Your task is to work out how many lines in the data that follows hold "runs" and to state that number alone.

Records from a collection:

--------------------------------

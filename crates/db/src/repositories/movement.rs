//! Movement ledger repository.
//!
//! Movements are only ever inserted and deleted. Every method runs on
//! whatever connection it is given, so inside a [`crate::TxScope`] it joins
//! that transaction and on the pool it runs standalone.

use std::collections::BTreeMap;

use chrono::{DateTime, Utc};
use sea_orm::sea_query::{Expr, SimpleExpr};
use sea_orm::{
    ActiveValue::Set, ColumnTrait, ConnectionTrait, EntityTrait, FromQueryResult, PaginatorTrait,
    QueryFilter, QueryOrder, QuerySelect, Select,
};
use stockreg_core::register::{
    BalanceScope, Dimension, Movement, MovementFilter, RecordType, Turnover, TurnoverFilter,
    validate_batch,
};
use stockreg_core::RegisterError;
use stockreg_shared::types::{
    DocumentId, MovementId, PageRequest, PageResponse, ProductId, Quantity, WarehouseId,
};

use crate::entities::{movements, sea_orm_active_enums};
use crate::tx::internal;

/// Rows per INSERT statement; keeps SQLite under its bound-parameter limit.
const INSERT_CHUNK: usize = 500;

/// `Σ receipts − Σ expenses` as a BIGINT on both PostgreSQL and SQLite.
const SIGNED_SUM: &str = "CAST(COALESCE(SUM(CASE WHEN record_type = 'receipt' THEN quantity ELSE -quantity END), 0) AS BIGINT)";

/// Plain `Σ quantity` as a BIGINT.
const PLAIN_SUM: &str = "CAST(COALESCE(SUM(quantity), 0) AS BIGINT)";

impl From<movements::Model> for Movement {
    fn from(model: movements::Model) -> Self {
        Self {
            id: MovementId::from_uuid(model.id),
            recorder_id: DocumentId::from_uuid(model.recorder_id),
            recorder_type: model.recorder_type,
            recorder_version: model.recorder_version,
            line_number: model.line_number,
            period: model.period,
            record_type: model.record_type.into(),
            warehouse_id: WarehouseId::from_uuid(model.warehouse_id),
            product_id: ProductId::from_uuid(model.product_id),
            quantity: Quantity::from_scaled(model.quantity),
            created_at: model.created_at,
        }
    }
}

fn to_active_model(movement: &Movement) -> movements::ActiveModel {
    movements::ActiveModel {
        id: Set(movement.id.into_inner()),
        recorder_id: Set(movement.recorder_id.into_inner()),
        recorder_type: Set(movement.recorder_type.clone()),
        recorder_version: Set(movement.recorder_version),
        line_number: Set(movement.line_number),
        period: Set(movement.period),
        record_type: Set(movement.record_type.into()),
        warehouse_id: Set(movement.warehouse_id.into_inner()),
        product_id: Set(movement.product_id.into_inner()),
        quantity: Set(movement.quantity.scaled()),
        created_at: Set(movement.created_at),
    }
}

#[derive(Debug, FromQueryResult)]
struct SumRow {
    quantity: i64,
}

/// Per-pair aggregate row.
#[derive(Debug, FromQueryResult)]
pub(crate) struct DimensionSumRow {
    pub warehouse_id: uuid::Uuid,
    pub product_id: uuid::Uuid,
    pub quantity: i64,
    pub last_movement_at: Option<DateTime<Utc>>,
}

impl DimensionSumRow {
    pub(crate) const fn dimension(&self) -> Dimension {
        Dimension::new(
            WarehouseId::from_uuid(self.warehouse_id),
            ProductId::from_uuid(self.product_id),
        )
    }
}

/// Restricts a movement query to a balance scope.
pub(crate) fn scope_condition(scope: BalanceScope) -> Option<SimpleExpr> {
    match scope {
        BalanceScope::All => None,
        BalanceScope::Warehouse(w) => Some(movements::Column::WarehouseId.eq(w.into_inner())),
        BalanceScope::Product(p) => Some(movements::Column::ProductId.eq(p.into_inner())),
        BalanceScope::Dimension(d) => Some(
            movements::Column::WarehouseId
                .eq(d.warehouse_id.into_inner())
                .and(movements::Column::ProductId.eq(d.product_id.into_inner())),
        ),
    }
}

/// Movement ledger repository.
#[derive(Debug, Clone, Copy)]
pub struct MovementRepository<'c, C> {
    conn: &'c C,
}

impl<'c, C: ConnectionTrait> MovementRepository<'c, C> {
    /// Creates a repository over `conn`.
    #[must_use]
    pub const fn new(conn: &'c C) -> Self {
        Self { conn }
    }

    /// Inserts a batch of movements.
    ///
    /// The batch is validated as a whole first; one bad movement rejects all
    /// of them and nothing is written. Run inside a transaction when the
    /// batch spans several INSERT statements.
    ///
    /// # Errors
    ///
    /// `Validation` for a bad batch, `Internal` on storage failure.
    pub async fn create_movements(&self, batch: &[Movement]) -> Result<(), RegisterError> {
        validate_batch(batch)?;
        for chunk in batch.chunks(INSERT_CHUNK) {
            movements::Entity::insert_many(chunk.iter().map(to_active_model))
                .exec_without_returning(self.conn)
                .await
                .map_err(internal)?;
        }
        Ok(())
    }

    /// Deletes every movement of `recorder_id` whose version is strictly
    /// below `before_version`. Returns the number of rows removed.
    pub async fn delete_by_recorder(
        &self,
        recorder_id: DocumentId,
        before_version: i32,
    ) -> Result<u64, RegisterError> {
        let result = movements::Entity::delete_many()
            .filter(movements::Column::RecorderId.eq(recorder_id.into_inner()))
            .filter(movements::Column::RecorderVersion.lt(before_version))
            .exec(self.conn)
            .await
            .map_err(internal)?;
        Ok(result.rows_affected)
    }

    /// All movements of a recorder, oldest first.
    pub async fn get_by_recorder(
        &self,
        recorder_id: DocumentId,
    ) -> Result<Vec<Movement>, RegisterError> {
        Ok(movements::Entity::find()
            .filter(movements::Column::RecorderId.eq(recorder_id.into_inner()))
            .order_by_asc(movements::Column::CreatedAt)
            .order_by_asc(movements::Column::RecorderVersion)
            .order_by_asc(movements::Column::LineNumber)
            .all(self.conn)
            .await
            .map_err(internal)?
            .into_iter()
            .map(Movement::from)
            .collect())
    }

    /// Movements of a recorder below `before_version`.
    pub async fn get_by_recorder_before(
        &self,
        recorder_id: DocumentId,
        before_version: i32,
    ) -> Result<Vec<Movement>, RegisterError> {
        Ok(self
            .get_by_recorder(recorder_id)
            .await?
            .into_iter()
            .filter(|m| m.recorder_version < before_version)
            .collect())
    }

    /// Movement history, ordered by period then creation.
    pub async fn list(
        &self,
        filter: &MovementFilter,
        page: PageRequest,
    ) -> Result<PageResponse<Movement>, RegisterError> {
        let query = apply_filter(movements::Entity::find(), filter);

        let total = query.clone().count(self.conn).await.map_err(internal)?;

        let rows = query
            .order_by_asc(movements::Column::Period)
            .order_by_asc(movements::Column::CreatedAt)
            .order_by_asc(movements::Column::LineNumber)
            .offset(page.offset())
            .limit(page.limit())
            .all(self.conn)
            .await
            .map_err(internal)?;

        Ok(PageResponse::new(
            rows.into_iter().map(Movement::from).collect(),
            page,
            total,
        ))
    }

    /// Net quantity of one pair over movements with `period <= at`.
    pub async fn net_at(&self, dimension: Dimension, at: DateTime<Utc>) -> Result<Quantity, RegisterError> {
        let query = movements::Entity::find()
            .filter(movements::Column::WarehouseId.eq(dimension.warehouse_id.into_inner()))
            .filter(movements::Column::ProductId.eq(dimension.product_id.into_inner()))
            .filter(movements::Column::Period.lte(at));
        self.sum(query, SIGNED_SUM).await
    }

    /// Net quantity per pair in `scope` over movements with `period <= at`.
    pub(crate) async fn net_by_dimension_at(
        &self,
        scope: BalanceScope,
        at: DateTime<Utc>,
    ) -> Result<Vec<DimensionSumRow>, RegisterError> {
        let mut query = movements::Entity::find()
            .select_only()
            .column(movements::Column::WarehouseId)
            .column(movements::Column::ProductId)
            .column_as(Expr::cust(SIGNED_SUM), "quantity")
            .column_as(movements::Column::Period.max(), "last_movement_at")
            .filter(movements::Column::Period.lte(at));
        if let Some(condition) = scope_condition(scope) {
            query = query.filter(condition);
        }
        query
            .group_by(movements::Column::WarehouseId)
            .group_by(movements::Column::ProductId)
            .order_by_asc(movements::Column::WarehouseId)
            .order_by_asc(movements::Column::ProductId)
            .into_model::<DimensionSumRow>()
            .all(self.conn)
            .await
            .map_err(internal)
    }

    /// Same as [`Self::net_by_dimension_at`], keyed by pair.
    pub async fn balances_at(
        &self,
        scope: BalanceScope,
        at: DateTime<Utc>,
    ) -> Result<BTreeMap<Dimension, Quantity>, RegisterError> {
        Ok(self
            .net_by_dimension_at(scope, at)
            .await?
            .into_iter()
            .map(|row| (row.dimension(), Quantity::from_scaled(row.quantity)))
            .collect())
    }

    /// Turnover over `[from, to)` computed with three aggregate queries.
    pub async fn turnover(&self, filter: &TurnoverFilter) -> Result<Turnover, RegisterError> {
        filter.validate()?;
        let base = || {
            let mut query = movements::Entity::find();
            if let Some(w) = filter.warehouse_id {
                query = query.filter(movements::Column::WarehouseId.eq(w.into_inner()));
            }
            if let Some(p) = filter.product_id {
                query = query.filter(movements::Column::ProductId.eq(p.into_inner()));
            }
            query
        };
        let in_window = |record_type: RecordType| {
            base()
                .filter(movements::Column::Period.gte(filter.from))
                .filter(movements::Column::Period.lt(filter.to))
                .filter(
                    movements::Column::RecordType
                        .eq(sea_orm_active_enums::RecordType::from(record_type)),
                )
        };

        let opening = self
            .sum(base().filter(movements::Column::Period.lt(filter.from)), SIGNED_SUM)
            .await?;
        let receipt = self.sum(in_window(RecordType::Receipt), PLAIN_SUM).await?;
        let expense = self.sum(in_window(RecordType::Expense), PLAIN_SUM).await?;
        Turnover::new(opening, receipt, expense)
    }

    async fn sum(
        &self,
        query: Select<movements::Entity>,
        expression: &str,
    ) -> Result<Quantity, RegisterError> {
        let row = query
            .select_only()
            .column_as(Expr::cust(expression), "quantity")
            .into_model::<SumRow>()
            .one(self.conn)
            .await
            .map_err(internal)?;
        Ok(Quantity::from_scaled(row.map_or(0, |r| r.quantity)))
    }
}

fn apply_filter(
    mut query: Select<movements::Entity>,
    filter: &MovementFilter,
) -> Select<movements::Entity> {
    if let Some(w) = filter.warehouse_id {
        query = query.filter(movements::Column::WarehouseId.eq(w.into_inner()));
    }
    if let Some(p) = filter.product_id {
        query = query.filter(movements::Column::ProductId.eq(p.into_inner()));
    }
    if let Some(r) = filter.recorder_id {
        query = query.filter(movements::Column::RecorderId.eq(r.into_inner()));
    }
    if let Some(record_type) = filter.record_type {
        query = query.filter(
            movements::Column::RecordType.eq(sea_orm_active_enums::RecordType::from(record_type)),
        );
    }
    if let Some(from) = filter.period_from {
        query = query.filter(movements::Column::Period.gte(from));
    }
    if let Some(to) = filter.period_to {
        query = query.filter(movements::Column::Period.lt(to));
    }
    query
}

--------------------------------

-- Answer space --
2